Okay, stick with me, because this really DOES go somewhere.
Finally, I accepted it. The biggest reason I wanted a baby RIGHT THEN was because I wanted a part of my husband in case he didn't come home. Eventually, I realized maybe it was a sign that I didn't need a part of him because I would have HIM. It may be a wait, but I took it as a sign he would come home. Guess what? He did. We waited a few years and the entire time I wondered if it was really possible. Finally, we tried again. 5 months in, I lost another. I remember crying on the bathroom floor begging for an answer. Why me? What did I do? My husband doesn't deserve this! How could you abandon me? Eventually, I came around and knew god never left me. That same month, I got a surprise. He hadn't abandoned me. He just asked that I wait and have faith. Although I was still a nervous wreck about another loss, there was a calm. When I would stress out the most, it just happened. An eerie calm. Deep down, I knew this one would make it.

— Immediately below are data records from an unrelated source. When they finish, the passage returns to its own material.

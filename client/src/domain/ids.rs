//! Nominal identifiers for users and tasks.
//!
//! Both identifiers are positive integers on the wire. They are kept as
//! distinct types so a task id can never be passed where a user id is
//! expected. Text coming from an untrusted source (the address bar) is parsed
//! with `parse_untrusted`, which yields `None` instead of a garbage value.

use std::fmt;
use std::num::NonZeroU64;
use std::str::FromStr;

use thiserror::Error;

/// Validation errors returned when constructing an identifier.
#[derive(Debug, Clone, PartialEq, Eq, Error)]
pub enum IdentifierValidationError {
    /// Identifier was zero.
    #[error("{kind} id must be greater than zero")]
    Zero {
        /// Identifier kind (`user` or `task`).
        kind: &'static str,
    },
    /// Identifier text was not a positive integer.
    #[error("{kind} id must be a positive integer, got {raw:?}")]
    NotAnInteger {
        /// Identifier kind (`user` or `task`).
        kind: &'static str,
        /// Rejected input.
        raw: String,
    },
}

macro_rules! define_identifier {
    ($(#[$outer:meta])* $name:ident, $kind:literal) => {
        $(#[$outer])*
        #[derive(Debug, Clone, Copy, PartialEq, Eq, Hash, PartialOrd, Ord)]
        pub struct $name(NonZeroU64);

        impl $name {
            /// Validate and construct the identifier from a raw integer.
            pub fn new(raw: u64) -> Result<Self, IdentifierValidationError> {
                NonZeroU64::new(raw)
                    .map(Self)
                    .ok_or(IdentifierValidationError::Zero { kind: $kind })
            }

            /// Parse untrusted text, treating anything but a positive
            /// decimal integer as absent.
            pub fn parse_untrusted(raw: &str) -> Option<Self> {
                raw.parse().ok()
            }

            /// Return the raw integer value.
            pub const fn get(self) -> u64 {
                self.0.get()
            }
        }

        impl fmt::Display for $name {
            fn fmt(&self, f: &mut fmt::Formatter<'_>) -> fmt::Result {
                fmt::Display::fmt(&self.0, f)
            }
        }

        impl FromStr for $name {
            type Err = IdentifierValidationError;

            fn from_str(raw: &str) -> Result<Self, Self::Err> {
                if raw.is_empty() || !raw.bytes().all(|byte| byte.is_ascii_digit()) {
                    return Err(IdentifierValidationError::NotAnInteger {
                        kind: $kind,
                        raw: raw.to_owned(),
                    });
                }
                let value = raw.parse::<u64>().map_err(|_| {
                    IdentifierValidationError::NotAnInteger {
                        kind: $kind,
                        raw: raw.to_owned(),
                    }
                })?;
                Self::new(value)
            }
        }

        impl TryFrom<u64> for $name {
            type Error = IdentifierValidationError;

            fn try_from(value: u64) -> Result<Self, Self::Error> {
                Self::new(value)
            }
        }

        impl From<$name> for u64 {
            fn from(value: $name) -> Self {
                value.get()
            }
        }
    };
}

define_identifier!(
    /// Identifier of a remote user.
    UserId,
    "user"
);

define_identifier!(
    /// Identifier of a remote task.
    TaskId,
    "task"
);
//! User records as returned by the remote directory.
//!
//! Users are immutable once decoded; identity is the `id` field.

use super::ids::UserId;

/// Geographic coordinates exactly as the API reports them (decimal text).
#[derive(Debug, Clone, PartialEq, Eq)]
pub struct Geo {
    /// Latitude.
    pub lat: String,
    /// Longitude.
    pub lng: String,
}

/// Postal address of a user.
#[derive(Debug, Clone, PartialEq, Eq)]
pub struct Address {
    /// Street name.
    pub street: String,
    /// Suite or apartment.
    pub suite: String,
    /// City.
    pub city: String,
    /// Postal code.
    pub zipcode: String,
    /// Coordinates of the address.
    pub geo: Geo,
}

/// Employer details of a user.
#[derive(Debug, Clone, PartialEq, Eq)]
pub struct Company {
    /// Company name.
    pub name: String,
    /// Marketing tag line.
    pub catch_phrase: String,
    /// Business summary.
    pub bs: String,
}

/// A remote user.
#[derive(Debug, Clone, PartialEq, Eq)]
pub struct User {
    /// Stable identifier.
    pub id: UserId,
    /// Full display name.
    pub name: String,
    /// Login handle.
    pub username: String,
    /// Contact e-mail.
    pub email: String,
    /// Postal address.
    pub address: Address,
    /// Phone number, free-form.
    pub phone: String,
    /// Personal website, free-form.
    pub website: String,
    /// Employer.
    pub company: Company,
}

/// Sort users by name, ignoring case. The sort is stable so users whose
/// names compare equal keep the order the server sent them in.
pub fn sort_by_name(users: &mut [User]) {
    users.sort_by_cached_key(|user| user.name.to_lowercase());
}
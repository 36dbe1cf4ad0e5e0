//! Record builders for tests.

use crate::domain::{Address, Company, Geo, Task, TaskId, User, UserId};

/// Build a user with placeholder contact details.
///
/// # Panics
///
/// Panics when `id` is zero.
pub fn user(id: u64, name: &str) -> User {
    User {
        id: UserId::new(id).unwrap_or_else(|error| panic!("fixture user id: {error}")),
        name: name.to_owned(),
        username: name.to_lowercase().replace(' ', "."),
        email: format!("user{id}@example.test"),
        address: Address {
            street: "Kulas Light".to_owned(),
            suite: "Apt. 556".to_owned(),
            city: "Gwenborough".to_owned(),
            zipcode: "92998-3874".to_owned(),
            geo: Geo {
                lat: "-37.3159".to_owned(),
                lng: "81.1496".to_owned(),
            },
        },
        phone: "1-770-736-8031".to_owned(),
        website: "example.test".to_owned(),
        company: Company {
            name: "Romaguera-Crona".to_owned(),
            catch_phrase: "Multi-layered client-server neural-net".to_owned(),
            bs: "harness real-time e-markets".to_owned(),
        },
    }
}

/// Build a task titled after its id.
///
/// # Panics
///
/// Panics when `id` or `user_id` is zero.
pub fn task(id: u64, user_id: u64, completed: bool) -> Task {
    Task {
        id: TaskId::new(id).unwrap_or_else(|error| panic!("fixture task id: {error}")),
        user_id: UserId::new(user_id).unwrap_or_else(|error| panic!("fixture user id: {error}")),
        title: format!("task {id}"),
        completed,
    }
}
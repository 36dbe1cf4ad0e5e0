//! Process-local address bar.

use std::sync::{Mutex, MutexGuard, PoisonError};

use url::Url;

use crate::domain::ports::{AddressBar, AddressBarError};

/// Address bar held in memory.
#[derive(Debug)]
pub struct InMemoryAddressBar {
    location: Mutex<Url>,
}

impl InMemoryAddressBar {
    /// Start at `location`.
    pub fn new(location: Url) -> Self {
        Self {
            location: Mutex::new(location),
        }
    }

    /// Current location, without the `Result` of the port method.
    pub fn current(&self) -> Url {
        self.lock().clone()
    }

    fn lock(&self) -> MutexGuard<'_, Url> {
        self.location.lock().unwrap_or_else(PoisonError::into_inner)
    }
}

impl AddressBar for InMemoryAddressBar {
    fn location(&self) -> Result<Url, AddressBarError> {
        Ok(self.current())
    }

    fn replace(&self, location: &Url) -> Result<(), AddressBarError> {
        *self.lock() = location.clone();
        Ok(())
    }
}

People often ask why God let Job go through that. Why did he sit by and watch his pain? Why did he allow, if not encourage, it to happen? I've always wondered this myself. Why? Better yet, why did Job accept it? Tonight, Job was part of my bible study. While I sat there reading, it hit me. God wasn't torturing Job, or me. He doesn't do that. All he asks is that you wait and have a little faith. For me, I wouldn't be able to offer my daughter the life she has and deserves if our first baby was born. I wouldn't have my daughter if our second was born (I would have been pregnant at the time of her conception instead). Do I still miss them? Every day. However, things turned out amazingly well. I don't know what I'd do with anyone that wasn't her. We just had to wait for the perfect moment. The perfect genetic combination. Have I cursed god and left his side? Yes. Have I seen that I'm not always right? Yes. I wouldn't change her for the world. Would I curse him again? If he takes my daughter, most likely, but I'm not ashamed to admit I'm a work in progress.
Friday, June 20, 2014
I've done it....have you?
Thursday, June 5, 2014
It DOES get better, baby.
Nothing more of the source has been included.